Aware – Acknowledge – Action

Awareness, that’s the first step.

Second, we must acknowledge.

We can acknowledge that our nutrition will not be perfect over Thanksgiving and Christmas and that we will fully enjoy those meals and moments with loved ones, guilt free.

We acknowledge in advance that we will likely be around others (people we love) who don’t share the same will, drive, discipline or goals as we do.

Sadly, even the same desire for high levels of health and wellness are not shared.
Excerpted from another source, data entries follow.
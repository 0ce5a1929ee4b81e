//! Core business logic for campus.

pub mod services;

pub use services::*;

/// Generate a unique ID using ULID.
pub fn generate_id() -> String {
    campus_common::IdGenerator::new().generate()
}
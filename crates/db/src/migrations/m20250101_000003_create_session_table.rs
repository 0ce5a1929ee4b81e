//! Create session table for cookie authentication.

use sea_orm_migration::prelude::*;

#[derive(DeriveMigrationName)]
pub struct Migration;

#[async_trait::async_trait]
impl MigrationTrait for Migration {
    async fn up(&self, manager: &SchemaManager) -> Result<(), DbErr> {
        manager
            .create_table(
                Table::create()
                    .table(Session::Table)
                    .if_not_exists()
                    .col(ColumnDef::new(Session::Id).string().not_null().primary_key())
                    .col(ColumnDef::new(Session::TokenHash).string().not_null())
                    .col(ColumnDef::new(Session::UserId).string().not_null())
                    .col(
                        ColumnDef::new(Session::CreatedAt)
                            .timestamp_with_time_zone()
                            .not_null(),
                    )
                    .col(
                        ColumnDef::new(Session::ExpiresAt)
                            .timestamp_with_time_zone()
                            .not_null(),
                    )
                    .to_owned(),
            )
            .await?;

        manager
            .create_index(
                Index::create()
                    .name("idx_session_token_hash")
                    .table(Session::Table)
                    .col(Session::TokenHash)
                    .unique()
                    .to_owned(),
            )
            .await?;

        manager
            .create_index(
                Index::create()
                    .name("idx_session_user_id")
                    .table(Session::Table)
                    .col(Session::UserId)
                    .to_owned(),
            )
            .await?;

        Ok(())
    }

    async fn down(&self, manager: &SchemaManager) -> Result<(), DbErr> {
        manager
            .drop_table(Table::drop().table(Session::Table).to_owned())
            .await?;

        Ok(())
    }
}

#[derive(Iden)]
enum Session {
    Table,
    Id,
    TokenHash,
    UserId,
    CreatedAt,
    ExpiresAt,
}
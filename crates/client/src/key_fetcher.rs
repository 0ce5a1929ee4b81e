//! Application-server key retrieval.

use std::sync::Arc;

use crate::backend::PushBackend;
use crate::error::{PushError, PushResult};
use crate::platform::ApplicationServerKey;

/// Reads the server's VAPID public key. Every call hits the network.
#[derive(Clone)]
pub struct KeyFetcher {
    backend: Arc<dyn PushBackend>,
}

impl KeyFetcher {
    /// Create a key fetcher.
    pub fn new(backend: Arc<dyn PushBackend>) -> Self {
        Self { backend }
    }

    /// Fetch the public key. Any failure is [`PushError::KeyUnavailable`].
    pub async fn fetch_public_key(&self) -> PushResult<ApplicationServerKey> {
        let key = self.backend.public_key().await.map_err(|e| {
            tracing::warn!(error = %e, "Failed to fetch push public key");
            PushError::KeyUnavailable(e.to_string())
        })?;

        let key = key.trim();
        if key.is_empty() {
            return Err(PushError::KeyUnavailable("empty public key".to_string()));
        }
        Ok(ApplicationServerKey::new(key))
    }
}

#[cfg(test)]
#[allow(clippy::unwrap_used)]
mod tests {
    use super::*;
    use crate::backend::BackendError;
    use crate::test_support::RecordingBackend;

    #[tokio::test]
    async fn test_blank_key_is_unavailable() {
        let fetcher = KeyFetcher::new(Arc::new(RecordingBackend::new("  ")));
        assert!(matches!(
            fetcher.fetch_public_key().await,
            Err(PushError::KeyUnavailable(_))
        ));
    }

    #[tokio::test]
    async fn test_every_call_hits_backend() {
        let backend = Arc::new(RecordingBackend::new(" BKey\n"));
        let fetcher = KeyFetcher::new(backend.clone());

        assert_eq!(fetcher.fetch_public_key().await.unwrap().as_str(), "BKey");
        fetcher.fetch_public_key().await.unwrap();
        assert_eq!(backend.calls().len(), 2);

        backend.fail_public_key(BackendError::Status(503));
        assert_eq!(
            fetcher.fetch_public_key().await,
            Err(PushError::KeyUnavailable("unexpected HTTP status 503".to_string()))
        );
    }
}
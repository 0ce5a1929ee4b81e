//! Create push_subscription table for Web Push subscriptions.

use sea_orm_migration::prelude::*;

#[derive(DeriveMigrationName)]
pub struct Migration;

#[async_trait::async_trait]
impl MigrationTrait for Migration {
    async fn up(&self, manager: &SchemaManager) -> Result<(), DbErr> {
        manager
            .create_table(
                Table::create()
                    .table(PushSubscription::Table)
                    .if_not_exists()
                    .col(
                        ColumnDef::new(PushSubscription::Id)
                            .string()
                            .not_null()
                            .primary_key(),
                    )
                    .col(ColumnDef::new(PushSubscription::UserId).string().not_null())
                    .col(ColumnDef::new(PushSubscription::Endpoint).text().not_null())
                    .col(ColumnDef::new(PushSubscription::P256dh).string().not_null())
                    .col(ColumnDef::new(PushSubscription::Auth).string().not_null())
                    .col(ColumnDef::new(PushSubscription::Topics).json().not_null())
                    .col(
                        ColumnDef::new(PushSubscription::ExpirationTime)
                            .big_integer()
                            .null(),
                    )
                    .col(ColumnDef::new(PushSubscription::UserAgent).string().null())
                    .col(
                        ColumnDef::new(PushSubscription::CreatedAt)
                            .timestamp_with_time_zone()
                            .not_null(),
                    )
                    .col(
                        ColumnDef::new(PushSubscription::UpdatedAt)
                            .timestamp_with_time_zone()
                            .null(),
                    )
                    .to_owned(),
            )
            .await?;

        // Index on user_id for listing a user's devices
        manager
            .create_index(
                Index::create()
                    .name("idx_push_subscription_user_id")
                    .table(PushSubscription::Table)
                    .col(PushSubscription::UserId)
                    .to_owned(),
            )
            .await?;

        // One row per device endpoint
        manager
            .create_index(
                Index::create()
                    .name("idx_push_subscription_endpoint")
                    .table(PushSubscription::Table)
                    .col(PushSubscription::Endpoint)
                    .unique()
                    .to_owned(),
            )
            .await?;

        Ok(())
    }

    async fn down(&self, manager: &SchemaManager) -> Result<(), DbErr> {
        manager
            .drop_table(Table::drop().table(PushSubscription::Table).to_owned())
            .await?;

        Ok(())
    }
}

#[derive(Iden)]
enum PushSubscription {
    Table,
    Id,
    UserId,
    Endpoint,
    P256dh,
    Auth,
    Topics,
    ExpirationTime,
    UserAgent,
    CreatedAt,
    UpdatedAt,
}
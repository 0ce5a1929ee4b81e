//! Push subscription repository.

use std::sync::Arc;

use sea_orm::{
    ActiveModelTrait, ColumnTrait, DatabaseConnection, EntityTrait, PaginatorTrait, QueryFilter,
    QueryOrder,
};

use crate::entities::push_subscription::{ActiveModel, Column, Entity, Model};
use campus_common::{AppError, AppResult};

/// Repository for push subscription operations.
#[derive(Clone)]
pub struct PushSubscriptionRepository {
    db: Arc<DatabaseConnection>,
}

impl PushSubscriptionRepository {
    /// Create a new push subscription repository.
    pub fn new(db: Arc<DatabaseConnection>) -> Self {
        Self { db }
    }

    /// Find a push subscription by ID.
    pub async fn find_by_id(&self, id: &str) -> AppResult<Option<Model>> {
        Entity::find_by_id(id)
            .one(self.db.as_ref())
            .await
            .map_err(|e| AppError::Database(e.to_string()))
    }

    /// Get a push subscription by ID or return an error.
    pub async fn get_by_id(&self, id: &str) -> AppResult<Model> {
        self.find_by_id(id)
            .await?
            .ok_or_else(|| AppError::NotFound(format!("Push subscription {id} not found")))
    }

    /// Find a push subscription by endpoint.
    pub async fn find_by_endpoint(&self, endpoint: &str) -> AppResult<Option<Model>> {
        Entity::find()
            .filter(Column::Endpoint.eq(endpoint))
            .one(self.db.as_ref())
            .await
            .map_err(|e| AppError::Database(e.to_string()))
    }

    /// Find all subscriptions for a user, newest first.
    pub async fn find_by_user_id(&self, user_id: &str) -> AppResult<Vec<Model>> {
        Entity::find()
            .filter(Column::UserId.eq(user_id))
            .order_by_desc(Column::CreatedAt)
            .all(self.db.as_ref())
            .await
            .map_err(|e| AppError::Database(e.to_string()))
    }

    /// Create a new push subscription.
    pub async fn create(&self, subscription: ActiveModel) -> AppResult<Model> {
        subscription
            .insert(self.db.as_ref())
            .await
            .map_err(|e| AppError::Database(e.to_string()))
    }

    /// Update a push subscription.
    pub async fn update(&self, subscription: ActiveModel) -> AppResult<Model> {
        subscription
            .update(self.db.as_ref())
            .await
            .map_err(|e| AppError::Database(e.to_string()))
    }

    /// Delete a push subscription.
    pub async fn delete(&self, id: &str) -> AppResult<()> {
        Entity::delete_by_id(id)
            .exec(self.db.as_ref())
            .await
            .map_err(|e| AppError::Database(e.to_string()))?;
        Ok(())
    }

    /// Count subscriptions for a user.
    pub async fn count_by_user(&self, user_id: &str) -> AppResult<u64> {
        Entity::find()
            .filter(Column::UserId.eq(user_id))
            .count(self.db.as_ref())
            .await
            .map_err(|e| AppError::Database(e.to_string()))
    }
}

#[cfg(test)]
#[allow(clippy::unwrap_used)]
mod tests {
    use super::*;
    use crate::test_utils::TestDatabase;
    use chrono::Utc;
    use sea_orm::Set;

    fn subscription(id: &str, user_id: &str, endpoint: &str) -> ActiveModel {
        ActiveModel {
            id: Set(id.to_string()),
            user_id: Set(user_id.to_string()),
            endpoint: Set(endpoint.to_string()),
            p256dh: Set("p256dh".to_string()),
            auth: Set("auth".to_string()),
            topics: Set(serde_json::json!(["announcements"])),
            expiration_time: Set(None),
            user_agent: Set(None),
            created_at: Set(Utc::now().into()),
            updated_at: Set(None),
        }
    }

    #[tokio::test]
    async fn test_create_and_find_by_endpoint() {
        let repo = PushSubscriptionRepository::new(TestDatabase::new().await.unwrap().into_shared());

        repo.create(subscription("s1", "u1", "https://push.example.net/a"))
            .await
            .unwrap();

        let found = repo
            .find_by_endpoint("https://push.example.net/a")
            .await
            .unwrap()
            .unwrap();
        assert_eq!(found.user_id, "u1");
        assert_eq!(found.topic_list(), vec!["announcements".to_string()]);
        assert!(
            repo.find_by_endpoint("https://push.example.net/missing")
                .await
                .unwrap()
                .is_none()
        );
    }

    #[tokio::test]
    async fn test_count_and_delete() {
        let repo = PushSubscriptionRepository::new(TestDatabase::new().await.unwrap().into_shared());

        repo.create(subscription("s1", "u1", "https://push.example.net/a"))
            .await
            .unwrap();
        repo.create(subscription("s2", "u1", "https://push.example.net/b"))
            .await
            .unwrap();
        repo.create(subscription("s3", "u2", "https://push.example.net/c"))
            .await
            .unwrap();

        assert_eq!(repo.count_by_user("u1").await.unwrap(), 2);
        repo.delete("s1").await.unwrap();
        assert_eq!(repo.count_by_user("u1").await.unwrap(), 1);
        assert_eq!(repo.find_by_user_id("u2").await.unwrap().len(), 1);
        assert!(matches!(
            repo.get_by_id("s1").await,
            Err(AppError::NotFound(_))
        ));
    }

    #[tokio::test]
    async fn test_endpoint_is_unique() {
        let repo = PushSubscriptionRepository::new(TestDatabase::new().await.unwrap().into_shared());

        repo.create(subscription("s1", "u1", "https://push.example.net/a"))
            .await
            .unwrap();
        let duplicate = repo
            .create(subscription("s2", "u2", "https://push.example.net/a"))
            .await;
        assert!(matches!(duplicate, Err(AppError::Database(_))));
    }
}
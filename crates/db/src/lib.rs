//! Database layer for campus.

pub mod entities;
pub mod migrations;
pub mod repositories;
#[cfg(any(test, feature = "test-utils"))]
pub mod test_utils;

use campus_common::{AppError, Config};
use sea_orm::{ConnectOptions, Database, DatabaseConnection};
use std::time::Duration;
use tracing::log::LevelFilter;

/// Initialize database connection.
pub async fn init(config: &Config) -> Result<DatabaseConnection, AppError> {
    let mut opt = ConnectOptions::new(&config.database.url);

    opt.max_connections(config.database.max_connections)
        .min_connections(config.database.min_connections)
        .connect_timeout(Duration::from_secs(10))
        .acquire_timeout(Duration::from_secs(10))
        .idle_timeout(Duration::from_secs(600))
        .max_lifetime(Duration::from_secs(1800))
        .sqlx_logging(true)
        .sqlx_logging_level(LevelFilter::Debug);

    Database::connect(opt)
        .await
        .map_err(|e| AppError::Database(e.to_string()))
}

/// Run pending migrations.
pub async fn migrate(db: &DatabaseConnection) -> Result<(), AppError> {
    use sea_orm_migration::MigratorTrait;
    migrations::Migrator::up(db, None)
        .await
        .map_err(|e| AppError::Database(e.to_string()))
}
(Friendly tip: If your family knows you as the “healthy person” or “workout nut” a couple things may happen during this time of year…..
One – they may challenge your discipline or healthy ways, or Two – they may talk or communicate in a way that almost shames you for being so healthy or them for not. I encourage you to not be reactive but to lead by example and allow your best self to show up in these instances. Meet them with unwavering love and understanding. What is really being said without actually being said is “I wish I had the level of discipline and commitment to my health as you do.”)

We acknowledge that although we may travel or need to do holiday shopping or be out of town, we will remain MORE consistent within the gym than not.

Third step, the most critical is we take action.

We take action in not letting ourselves spiral out of control due to 1-2 holiday indulgences.

We take action in committing to a minimum amount of days in the gym per week because we know it will lower our stress, help keep moving us closer to our goals, bettering us daily and that if we don’t we dig a hole that the deeper it gets the harder to climb out.

We take action in planning our nutrition and meal prep ahead of time.

We plan our schedules around our workouts.

We plan what days we will be traveling.

We plan what healthy and nutrient foods we will be eating a majority of our days.

We plan to get back on track the meal or day after we eat “out of the norm.”

We plan ahead and we vow to not let 1 or 2 days where we eat out of routine (Thanksgiving and Christmas) make the other 30+ days of nutrition a wash and set ourselves further away from our ultimate goal and actually hinder our progress, body composition and ultimately how we feel day to day.

We know this time of year our healthy habits will be challenged the most.

We get ahead of that challenge by being aware it’s coming, acknowledging what we need to do and not do and taking and committing to action.

Because the alternative?

That snowball effect turns into an avalanche that some can never recover from.